*Instructions to follow:* Gather all lines in the data that hold the string "static".

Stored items

'''

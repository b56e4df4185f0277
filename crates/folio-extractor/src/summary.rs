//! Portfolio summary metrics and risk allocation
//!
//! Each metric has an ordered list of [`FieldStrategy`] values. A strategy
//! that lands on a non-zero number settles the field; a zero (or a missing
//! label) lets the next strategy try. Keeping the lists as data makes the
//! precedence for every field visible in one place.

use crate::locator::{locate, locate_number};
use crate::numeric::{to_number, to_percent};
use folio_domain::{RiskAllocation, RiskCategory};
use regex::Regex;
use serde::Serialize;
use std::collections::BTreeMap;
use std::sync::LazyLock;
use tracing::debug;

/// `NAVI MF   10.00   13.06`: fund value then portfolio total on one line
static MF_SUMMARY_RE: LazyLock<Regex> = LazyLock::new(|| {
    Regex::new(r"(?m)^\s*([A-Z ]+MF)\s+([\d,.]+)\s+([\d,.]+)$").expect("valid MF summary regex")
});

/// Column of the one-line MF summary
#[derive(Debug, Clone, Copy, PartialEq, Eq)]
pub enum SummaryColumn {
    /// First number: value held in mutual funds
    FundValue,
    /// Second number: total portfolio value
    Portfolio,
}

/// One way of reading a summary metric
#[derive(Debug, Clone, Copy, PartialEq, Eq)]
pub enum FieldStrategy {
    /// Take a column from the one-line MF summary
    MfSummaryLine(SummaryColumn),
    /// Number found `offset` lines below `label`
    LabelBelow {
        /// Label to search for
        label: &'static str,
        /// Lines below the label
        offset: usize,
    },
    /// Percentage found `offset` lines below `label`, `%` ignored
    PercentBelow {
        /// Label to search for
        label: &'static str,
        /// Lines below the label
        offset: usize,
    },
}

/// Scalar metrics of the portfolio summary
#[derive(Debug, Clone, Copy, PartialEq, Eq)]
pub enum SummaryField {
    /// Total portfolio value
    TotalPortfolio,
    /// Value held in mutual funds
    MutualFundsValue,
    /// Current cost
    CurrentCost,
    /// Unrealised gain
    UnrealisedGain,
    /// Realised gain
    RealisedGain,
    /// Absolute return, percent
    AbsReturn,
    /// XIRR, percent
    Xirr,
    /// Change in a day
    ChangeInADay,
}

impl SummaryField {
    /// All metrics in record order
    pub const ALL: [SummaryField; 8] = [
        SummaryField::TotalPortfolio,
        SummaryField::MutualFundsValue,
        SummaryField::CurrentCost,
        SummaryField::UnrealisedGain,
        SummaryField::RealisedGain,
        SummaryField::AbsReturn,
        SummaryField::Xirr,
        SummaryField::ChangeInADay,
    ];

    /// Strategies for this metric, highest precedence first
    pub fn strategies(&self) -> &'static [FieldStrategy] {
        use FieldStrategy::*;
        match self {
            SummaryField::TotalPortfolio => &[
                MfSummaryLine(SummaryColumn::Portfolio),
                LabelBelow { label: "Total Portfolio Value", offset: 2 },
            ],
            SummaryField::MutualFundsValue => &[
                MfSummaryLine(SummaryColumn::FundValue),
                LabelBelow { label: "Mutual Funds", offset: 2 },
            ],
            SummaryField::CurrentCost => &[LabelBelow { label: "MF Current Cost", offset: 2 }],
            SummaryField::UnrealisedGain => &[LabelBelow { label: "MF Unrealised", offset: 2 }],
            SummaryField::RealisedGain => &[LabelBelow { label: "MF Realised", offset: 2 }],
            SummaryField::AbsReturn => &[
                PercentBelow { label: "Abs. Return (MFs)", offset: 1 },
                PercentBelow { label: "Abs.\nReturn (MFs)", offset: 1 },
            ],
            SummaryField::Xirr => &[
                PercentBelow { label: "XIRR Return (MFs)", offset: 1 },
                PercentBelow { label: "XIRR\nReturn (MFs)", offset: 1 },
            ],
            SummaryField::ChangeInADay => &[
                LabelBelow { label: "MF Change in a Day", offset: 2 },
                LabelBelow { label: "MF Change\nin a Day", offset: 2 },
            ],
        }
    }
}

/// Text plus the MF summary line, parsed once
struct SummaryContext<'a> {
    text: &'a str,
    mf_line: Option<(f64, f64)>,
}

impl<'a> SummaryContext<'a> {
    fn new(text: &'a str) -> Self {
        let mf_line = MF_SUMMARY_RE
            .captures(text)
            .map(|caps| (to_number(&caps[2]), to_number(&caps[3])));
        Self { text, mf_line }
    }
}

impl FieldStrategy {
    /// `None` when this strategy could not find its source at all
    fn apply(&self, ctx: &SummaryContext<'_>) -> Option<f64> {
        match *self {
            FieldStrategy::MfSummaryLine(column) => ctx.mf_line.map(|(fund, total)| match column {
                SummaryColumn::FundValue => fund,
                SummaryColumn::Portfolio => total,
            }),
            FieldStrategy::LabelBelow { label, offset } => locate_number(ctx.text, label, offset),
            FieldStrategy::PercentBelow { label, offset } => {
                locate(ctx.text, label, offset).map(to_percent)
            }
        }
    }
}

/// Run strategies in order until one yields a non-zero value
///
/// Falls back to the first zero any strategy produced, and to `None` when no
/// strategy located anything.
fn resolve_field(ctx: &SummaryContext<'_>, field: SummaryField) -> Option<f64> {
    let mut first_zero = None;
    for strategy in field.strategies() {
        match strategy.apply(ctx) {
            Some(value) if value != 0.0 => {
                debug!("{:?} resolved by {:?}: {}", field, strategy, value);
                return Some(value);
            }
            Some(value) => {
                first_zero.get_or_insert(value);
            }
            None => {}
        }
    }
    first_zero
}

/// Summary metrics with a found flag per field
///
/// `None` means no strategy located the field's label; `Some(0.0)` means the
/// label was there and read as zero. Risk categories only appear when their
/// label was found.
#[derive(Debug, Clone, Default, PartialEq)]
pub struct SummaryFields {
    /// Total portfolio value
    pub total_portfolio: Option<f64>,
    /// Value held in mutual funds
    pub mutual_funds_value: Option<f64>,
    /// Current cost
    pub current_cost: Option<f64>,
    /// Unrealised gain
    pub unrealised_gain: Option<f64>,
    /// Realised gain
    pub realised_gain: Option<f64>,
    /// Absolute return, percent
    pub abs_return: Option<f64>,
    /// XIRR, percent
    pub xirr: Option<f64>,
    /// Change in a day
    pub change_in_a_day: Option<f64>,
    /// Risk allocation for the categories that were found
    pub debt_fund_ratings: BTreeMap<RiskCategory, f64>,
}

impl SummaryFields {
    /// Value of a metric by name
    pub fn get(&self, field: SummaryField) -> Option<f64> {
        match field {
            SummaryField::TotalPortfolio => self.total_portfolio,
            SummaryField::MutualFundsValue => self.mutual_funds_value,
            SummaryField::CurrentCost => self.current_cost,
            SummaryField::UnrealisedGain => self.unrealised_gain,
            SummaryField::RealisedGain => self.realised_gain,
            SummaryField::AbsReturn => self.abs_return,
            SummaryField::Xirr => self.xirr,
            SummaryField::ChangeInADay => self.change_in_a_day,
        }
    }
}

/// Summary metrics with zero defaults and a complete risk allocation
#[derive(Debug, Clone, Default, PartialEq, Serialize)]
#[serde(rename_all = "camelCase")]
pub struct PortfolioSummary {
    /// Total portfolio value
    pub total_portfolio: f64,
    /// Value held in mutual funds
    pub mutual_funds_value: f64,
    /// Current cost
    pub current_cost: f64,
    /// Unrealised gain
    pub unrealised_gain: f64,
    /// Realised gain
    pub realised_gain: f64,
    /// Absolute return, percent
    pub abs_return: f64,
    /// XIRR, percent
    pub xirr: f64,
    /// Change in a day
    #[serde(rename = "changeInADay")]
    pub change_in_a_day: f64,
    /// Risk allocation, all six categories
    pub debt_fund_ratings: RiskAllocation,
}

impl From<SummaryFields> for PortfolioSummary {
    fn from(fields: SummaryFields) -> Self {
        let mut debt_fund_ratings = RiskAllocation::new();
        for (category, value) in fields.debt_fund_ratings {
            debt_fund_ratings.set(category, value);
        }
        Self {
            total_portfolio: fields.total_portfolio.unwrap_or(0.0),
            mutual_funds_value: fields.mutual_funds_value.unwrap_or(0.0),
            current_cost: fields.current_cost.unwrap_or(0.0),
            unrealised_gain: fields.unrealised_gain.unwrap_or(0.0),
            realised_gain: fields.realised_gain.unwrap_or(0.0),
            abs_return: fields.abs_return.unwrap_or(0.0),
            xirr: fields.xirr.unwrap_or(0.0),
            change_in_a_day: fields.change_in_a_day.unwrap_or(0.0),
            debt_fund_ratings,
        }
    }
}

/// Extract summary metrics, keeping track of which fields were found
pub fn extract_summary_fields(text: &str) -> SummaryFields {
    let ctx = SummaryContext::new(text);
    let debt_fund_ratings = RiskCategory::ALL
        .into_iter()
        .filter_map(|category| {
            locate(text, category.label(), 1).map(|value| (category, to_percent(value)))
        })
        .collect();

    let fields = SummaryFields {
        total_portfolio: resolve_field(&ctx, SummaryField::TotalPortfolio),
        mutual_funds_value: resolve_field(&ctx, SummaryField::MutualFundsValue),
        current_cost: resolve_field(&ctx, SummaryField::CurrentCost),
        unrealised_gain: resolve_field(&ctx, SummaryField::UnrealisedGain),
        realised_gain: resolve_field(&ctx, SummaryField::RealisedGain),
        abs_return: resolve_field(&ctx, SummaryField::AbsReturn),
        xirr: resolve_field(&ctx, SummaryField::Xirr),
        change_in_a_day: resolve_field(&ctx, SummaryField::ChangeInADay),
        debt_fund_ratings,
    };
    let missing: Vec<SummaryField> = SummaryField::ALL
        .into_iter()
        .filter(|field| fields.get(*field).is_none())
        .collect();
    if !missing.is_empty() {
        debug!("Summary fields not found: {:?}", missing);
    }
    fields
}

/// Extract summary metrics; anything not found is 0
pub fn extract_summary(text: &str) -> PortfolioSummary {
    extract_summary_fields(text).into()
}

'''
'''

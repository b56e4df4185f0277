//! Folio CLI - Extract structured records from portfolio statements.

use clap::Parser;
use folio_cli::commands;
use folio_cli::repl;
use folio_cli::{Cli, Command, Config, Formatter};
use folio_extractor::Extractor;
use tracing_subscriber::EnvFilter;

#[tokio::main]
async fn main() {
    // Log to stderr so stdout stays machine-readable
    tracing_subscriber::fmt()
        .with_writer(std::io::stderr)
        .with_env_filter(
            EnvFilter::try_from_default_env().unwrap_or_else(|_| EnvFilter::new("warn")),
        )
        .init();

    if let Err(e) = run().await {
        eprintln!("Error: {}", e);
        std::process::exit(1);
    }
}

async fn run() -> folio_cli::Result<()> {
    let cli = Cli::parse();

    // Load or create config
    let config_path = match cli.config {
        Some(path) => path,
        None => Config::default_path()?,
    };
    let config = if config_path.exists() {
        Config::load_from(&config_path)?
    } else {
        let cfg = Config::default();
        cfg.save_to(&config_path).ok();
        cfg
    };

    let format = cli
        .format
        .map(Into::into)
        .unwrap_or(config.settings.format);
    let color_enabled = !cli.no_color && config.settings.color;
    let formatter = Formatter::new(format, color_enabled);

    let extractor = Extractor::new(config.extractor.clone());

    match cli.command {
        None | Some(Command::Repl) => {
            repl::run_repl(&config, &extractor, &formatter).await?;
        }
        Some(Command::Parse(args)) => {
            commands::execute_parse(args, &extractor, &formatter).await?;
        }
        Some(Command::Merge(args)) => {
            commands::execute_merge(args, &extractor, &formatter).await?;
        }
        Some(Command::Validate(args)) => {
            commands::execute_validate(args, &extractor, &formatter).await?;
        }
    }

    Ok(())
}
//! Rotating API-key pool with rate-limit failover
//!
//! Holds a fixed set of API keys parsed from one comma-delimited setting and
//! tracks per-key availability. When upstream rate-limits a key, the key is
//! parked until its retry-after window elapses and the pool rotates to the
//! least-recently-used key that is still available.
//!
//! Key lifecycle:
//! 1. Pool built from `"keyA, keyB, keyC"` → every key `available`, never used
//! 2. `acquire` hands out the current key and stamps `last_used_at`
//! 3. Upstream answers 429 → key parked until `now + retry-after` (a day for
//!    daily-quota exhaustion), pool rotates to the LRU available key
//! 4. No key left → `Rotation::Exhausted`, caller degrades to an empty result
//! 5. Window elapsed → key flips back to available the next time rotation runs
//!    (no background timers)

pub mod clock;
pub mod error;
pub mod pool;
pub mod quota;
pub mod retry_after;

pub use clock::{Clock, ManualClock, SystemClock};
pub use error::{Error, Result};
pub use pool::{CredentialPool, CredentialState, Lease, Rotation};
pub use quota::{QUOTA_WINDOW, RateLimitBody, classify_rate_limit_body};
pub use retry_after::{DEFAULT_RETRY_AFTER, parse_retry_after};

'''

*Exercise output:*
static MF_SUMMARY_RE: LazyLock<Regex> = LazyLock::new(|| {
        label: &'static str,
        label: &'static str,
    pub fn strategies(&self) -> &'static [FieldStrategy] {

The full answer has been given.